A principal advantage to using a distributed consensus server like Zookeeper is to support the ability to have exactly one instance of a particular service across an entire cluster, and to ensure that if the node supporting that instance fails that it will be replaced in an orderly fashion. Zookeeper provides primitives such as ephemeral nodes and sequences, along with some recipes for their usage.
This package takes advantage of these features and design patterns and provides an implementation for Cloud Haskell, that make it possible to develop systems similar to the below snippet (from example) which contains a single "boss" that will delegate tasks submitted by transient requestors to a pool of worker processes which are also candidates for taking over that work should the boss fail.
main =
bootstrapWith defaultConfig --{logTrace = sayTrace}
"localhost"
"0"
"localhost:2181"
initRemoteTable $
do args <- liftIO getArgs
case args of
job : more -> -- transient requestor - sends job and exits
do Just boss <- whereisGlobal "boss"
send boss (job ++ " " ++ unwords more)
_ -> -- will be a boss or boss candidate + worker
do say "Starting persistent process - press <Enter> to exit."
Right boss <- registerCandidate "boss" $
do say "I'm the boss!"
workers <- getCapable "worker"
case length workers of
0 -> say $ "I don't do any work! Start "
++ " a worker."
n -> say $ "I've got " ++ show n
++ " workers right now."
bossLoop 0
self <- getSelfNode
if self == processNodeId boss -- like a boss
then void $ liftIO getLine
else do worker <- getSelfPid
register "worker" worker
say "Worker waiting for task..."
void . spawnLocal $ --wait for exit
do void $ liftIO getLine
send worker "stop"
workLoop
GHC version 7.6.3 or higher is supported. The package uses the hzk bindings, which require the Zookeeper Multi-thread C library to be installed. You also need a Zookeeper server installed.

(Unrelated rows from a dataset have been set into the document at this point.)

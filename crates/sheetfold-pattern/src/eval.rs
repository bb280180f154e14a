//! Small reference evaluator over the expression IR.
//!
//! It exists to check extracted rules against the formulas they replace, so it
//! covers scalar arithmetic, comparisons, ranges and a handful of common
//! functions rather than the full Excel library.

use rustc_hash::FxHashMap;
use sheetfold_common::{CellAddress, CellReference, ExcelError, ExcelErrorKind, LiteralValue};
use sheetfold_parse::parse;

use crate::error::{PatternError, Result};
use crate::expr::{BinaryOp, Expr, Param, UnaryOp};
use crate::extract::extract;
use crate::source::SpreadsheetSource;

const MAX_DEPTH: usize = 64;

pub struct Evaluator<'s, S: SpreadsheetSource + ?Sized> {
    source: &'s S,
    env: FxHashMap<Param, CellReference>,
    depth: usize,
}

impl<'s, S: SpreadsheetSource + ?Sized> Evaluator<'s, S> {
    pub fn new(source: &'s S) -> Self {
        Evaluator {
            source,
            env: FxHashMap::default(),
            depth: 0,
        }
    }

    fn nested(&self, env: FxHashMap<Param, CellReference>) -> Self {
        Evaluator {
            source: self.source,
            env,
            depth: self.depth + 1,
        }
    }

    /// Value of a cell: literal content, or its formula evaluated in place.
    pub fn evaluate_cell(&self, cell: &CellAddress) -> Result<LiteralValue> {
        let value = self.source.cell_value(&cell.sheet, cell.row, cell.col);
        let Some(text) = value.as_formula() else {
            return Ok(value);
        };
        let tree = parse(text).map_err(|e| PatternError::parse(cell, e))?;
        let expr = extract(&tree, &cell.sheet, None)?;
        Ok(self.nested(FxHashMap::default()).evaluate(&expr))
    }

    /// Call a lambda with parameters v1..vn bound to `args`. A non-lambda is
    /// evaluated as is when `args` is empty.
    pub fn apply(&self, function: &Expr, args: &[CellReference]) -> LiteralValue {
        match function {
            Expr::Lambda { params, body } => {
                if params.len() != args.len() {
                    return error(ExcelErrorKind::Value, "wrong number of arguments");
                }
                let env = params.iter().copied().zip(args.iter().cloned()).collect();
                self.nested(env).evaluate(body)
            }
            other if args.is_empty() => self.evaluate(other),
            _ => error(ExcelErrorKind::Value, "not a lambda"),
        }
    }

    pub fn evaluate(&self, expr: &Expr) -> LiteralValue {
        if self.depth > MAX_DEPTH {
            return LiteralValue::Error(ExcelError::new(ExcelErrorKind::Circ));
        }
        match expr {
            Expr::Number(n) => LiteralValue::Number(*n),
            Expr::Text(s) => LiteralValue::Text(s.clone()),
            Expr::Bool(b) => LiteralValue::Boolean(*b),
            Expr::Error(kind) => LiteralValue::Error(ExcelError::new(*kind)),
            Expr::Cell(_) | Expr::Param(_) => match self.reference_of(expr) {
                Some(r) => self.read(&r),
                None => error(ExcelErrorKind::Name, "unbound parameter"),
            },
            Expr::Name(name) => error(ExcelErrorKind::Name, name.clone()),
            Expr::Range(a, b) => self.range(a, b),
            Expr::Unary { op, operand } => {
                let v = self.evaluate(operand);
                self.unary(*op, v)
            }
            Expr::Binary { op, left, right } => {
                let l = self.evaluate(left);
                let r = self.evaluate(right);
                self.binary(*op, l, r)
            }
            Expr::Call { name, args } => self.call(name, args),
            Expr::Array(rows) => LiteralValue::Array(
                rows.iter()
                    .map(|row| row.iter().map(|e| self.evaluate(e)).collect())
                    .collect(),
            ),
            Expr::Lambda { .. } => error(ExcelErrorKind::Value, "lambda used as value"),
        }
    }

    fn reference_of(&self, expr: &Expr) -> Option<CellReference> {
        match expr {
            Expr::Cell(r) => Some(r.clone()),
            Expr::Param(p) => self.env.get(p).cloned(),
            _ => None,
        }
    }

    fn read(&self, reference: &CellReference) -> LiteralValue {
        let cell = reference.address();
        match self.nested(FxHashMap::default()).evaluate_cell(&cell) {
            Ok(v) => v,
            Err(e) => error(ExcelErrorKind::Name, e.to_string()),
        }
    }

    fn range(&self, a: &Expr, b: &Expr) -> LiteralValue {
        let (Some(start), Some(end)) = (self.reference_of(a), self.reference_of(b)) else {
            return error(ExcelErrorKind::Ref, "range endpoints must be cells");
        };
        if start.sheet != end.sheet {
            return error(ExcelErrorKind::Ref, "range spans sheets");
        }
        let (r0, r1) = (start.row.min(end.row), start.row.max(end.row));
        let (c0, c1) = (start.col.min(end.col), start.col.max(end.col));
        let rows = (r0..=r1)
            .map(|row| {
                (c0..=c1)
                    .map(|col| self.read(&CellReference::new(start.sheet.clone(), row, col, false, false)))
                    .collect()
            })
            .collect();
        LiteralValue::Array(rows)
    }

    /* ===================  operators  =================== */

    fn unary(&self, op: UnaryOp, v: LiteralValue) -> LiteralValue {
        let n = match coerce_number(&v) {
            Ok(n) => n,
            Err(e) => return LiteralValue::Error(e),
        };
        LiteralValue::Number(match op {
            UnaryOp::Neg => -n,
            UnaryOp::Plus => n,
            UnaryOp::Percent => n / 100.0,
        })
    }

    fn binary(&self, op: BinaryOp, l: LiteralValue, r: LiteralValue) -> LiteralValue {
        if op.is_comparison() {
            return compare(op, l, r);
        }
        if op == BinaryOp::Concat {
            if let LiteralValue::Error(_) = l {
                return l;
            }
            if let LiteralValue::Error(_) = r {
                return r;
            }
            return LiteralValue::Text(format!("{}{}", coerce_text(&l), coerce_text(&r)));
        }
        let (a, b) = match (coerce_number(&l), coerce_number(&r)) {
            (Ok(a), Ok(b)) => (a, b),
            (Err(e), _) | (_, Err(e)) => return LiteralValue::Error(e),
        };
        let n = match op {
            BinaryOp::Add => a + b,
            BinaryOp::Sub => a - b,
            BinaryOp::Mul => a * b,
            BinaryOp::Div => {
                if b == 0.0 {
                    return LiteralValue::Error(ExcelError::new(ExcelErrorKind::Div));
                }
                a / b
            }
            BinaryOp::Pow => {
                // negative base with non-integer exponent -> #NUM!
                if a < 0.0 && b.fract() != 0.0 {
                    return LiteralValue::Error(ExcelError::new(ExcelErrorKind::Num));
                }
                a.powf(b)
            }
            _ => return error(ExcelErrorKind::Value, format!("operator {}", op.symbol())),
        };
        if n.is_finite() {
            LiteralValue::Number(n)
        } else {
            LiteralValue::Error(ExcelError::new(ExcelErrorKind::Num))
        }
    }

    /* ===================  function calls  =================== */

    fn call(&self, name: &str, args: &[Expr]) -> LiteralValue {
        match name {
            "IF" => {
                if args.is_empty() || args.len() > 3 {
                    return error(ExcelErrorKind::Value, "IF takes 1 to 3 arguments");
                }
                let cond = self.evaluate(&args[0]);
                if let LiteralValue::Error(_) = cond {
                    return cond;
                }
                let branch = if cond.is_truthy() { args.get(1) } else { args.get(2) };
                match branch {
                    Some(e) => self.evaluate(e),
                    None if cond.is_truthy() => LiteralValue::Number(0.0),
                    None => LiteralValue::Boolean(false),
                }
            }
            "SUM" => self.fold_numbers(args, |ns| Some(ns.iter().sum())),
            "PRODUCT" => self.fold_numbers(args, |ns| Some(ns.iter().product())),
            "MIN" => self.fold_numbers(args, |ns| Some(ns.iter().copied().reduce(f64::min).unwrap_or(0.0))),
            "MAX" => self.fold_numbers(args, |ns| Some(ns.iter().copied().reduce(f64::max).unwrap_or(0.0))),
            "AVERAGE" => self.fold_numbers(args, |ns| {
                (!ns.is_empty()).then(|| ns.iter().sum::<f64>() / ns.len() as f64)
            }),
            "COUNT" => self.fold_numbers(args, |ns| Some(ns.len() as f64)),
            "AND" | "OR" => {
                let mut values = Vec::new();
                for arg in args {
                    match flatten(self.evaluate(arg)) {
                        Ok(vs) => values.extend(vs),
                        Err(e) => return LiteralValue::Error(e),
                    }
                }
                let truths = values
                    .iter()
                    .filter(|v| !matches!(v, LiteralValue::Empty | LiteralValue::Text(_)));
                LiteralValue::Boolean(if name == "AND" {
                    truths.fold(true, |acc, v| acc && v.is_truthy())
                } else {
                    truths.fold(false, |acc, v| acc || v.is_truthy())
                })
            }
            "NOT" => match args {
                [arg] => match self.evaluate(arg) {
                    LiteralValue::Error(e) => LiteralValue::Error(e),
                    v => LiteralValue::Boolean(!v.is_truthy()),
                },
                _ => error(ExcelErrorKind::Value, "NOT takes 1 argument"),
            },
            "ABS" => match args {
                [arg] => match coerce_number(&self.evaluate(arg)) {
                    Ok(n) => LiteralValue::Number(n.abs()),
                    Err(e) => LiteralValue::Error(e),
                },
                _ => error(ExcelErrorKind::Value, "ABS takes 1 argument"),
            },
            "ROUND" => match args {
                [value, digits] => {
                    let (n, d) = match (
                        coerce_number(&self.evaluate(value)),
                        coerce_number(&self.evaluate(digits)),
                    ) {
                        (Ok(n), Ok(d)) => (n, d.trunc() as i32),
                        (Err(e), _) | (_, Err(e)) => return LiteralValue::Error(e),
                    };
                    let factor = 10f64.powi(d);
                    LiteralValue::Number((n * factor).round() / factor)
                }
                _ => error(ExcelErrorKind::Value, "ROUND takes 2 arguments"),
            },
            _ => error(ExcelErrorKind::Name, format!("unknown function {name}")),
        }
    }

    /// Numeric aggregate: scalar arguments are coerced, text and blanks inside
    /// ranges are ignored, errors propagate.
    fn fold_numbers(&self, args: &[Expr], f: impl Fn(&[f64]) -> Option<f64>) -> LiteralValue {
        let mut numbers = Vec::new();
        for arg in args {
            match self.evaluate(arg) {
                LiteralValue::Array(rows) => {
                    for v in rows.into_iter().flatten() {
                        match v {
                            LiteralValue::Number(n) => numbers.push(n),
                            LiteralValue::Int(i) => numbers.push(i as f64),
                            LiteralValue::Error(e) => return LiteralValue::Error(e),
                            _ => {}
                        }
                    }
                }
                scalar => match coerce_number(&scalar) {
                    Ok(n) => numbers.push(n),
                    Err(e) => return LiteralValue::Error(e),
                },
            }
        }
        match f(&numbers) {
            Some(n) => LiteralValue::Number(n),
            None => LiteralValue::Error(ExcelError::new(ExcelErrorKind::Div)),
        }
    }
}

A cabal sandbox is recommended for installation.
On Ubuntu (tested on 14.04) you can install these dependencies, build and run the example with:
$ sudo apt-get install libzookeeper-mt-dev zookeeperd
$ cabal sandbox init
$ cabal install -j distributed-process-zookeeper -fzkexamples
$ .cabal-sandbox/bin/boss
# now start some workers - open a new shell/window
$ .cabal-sandbox/bin/boss
# and another
$ .cabal-sandbox/bin/boss
# submit jobs - should see 'Delegation' message from first window and 'doing'
# from one of the workers
$ .cabal-sandbox/bin/boss foo
# jobs will be distributed between workers
$ .cabal-sandbox/bin/boss bar
# now stop the original Boss session by pressing <Enter> in that window - the
# second process should activate its boss candidate and will
# both 'Delegate' and 'Do' tasks
Experimental. I have not yet used it with a production workload. It is intended for real work but unproven.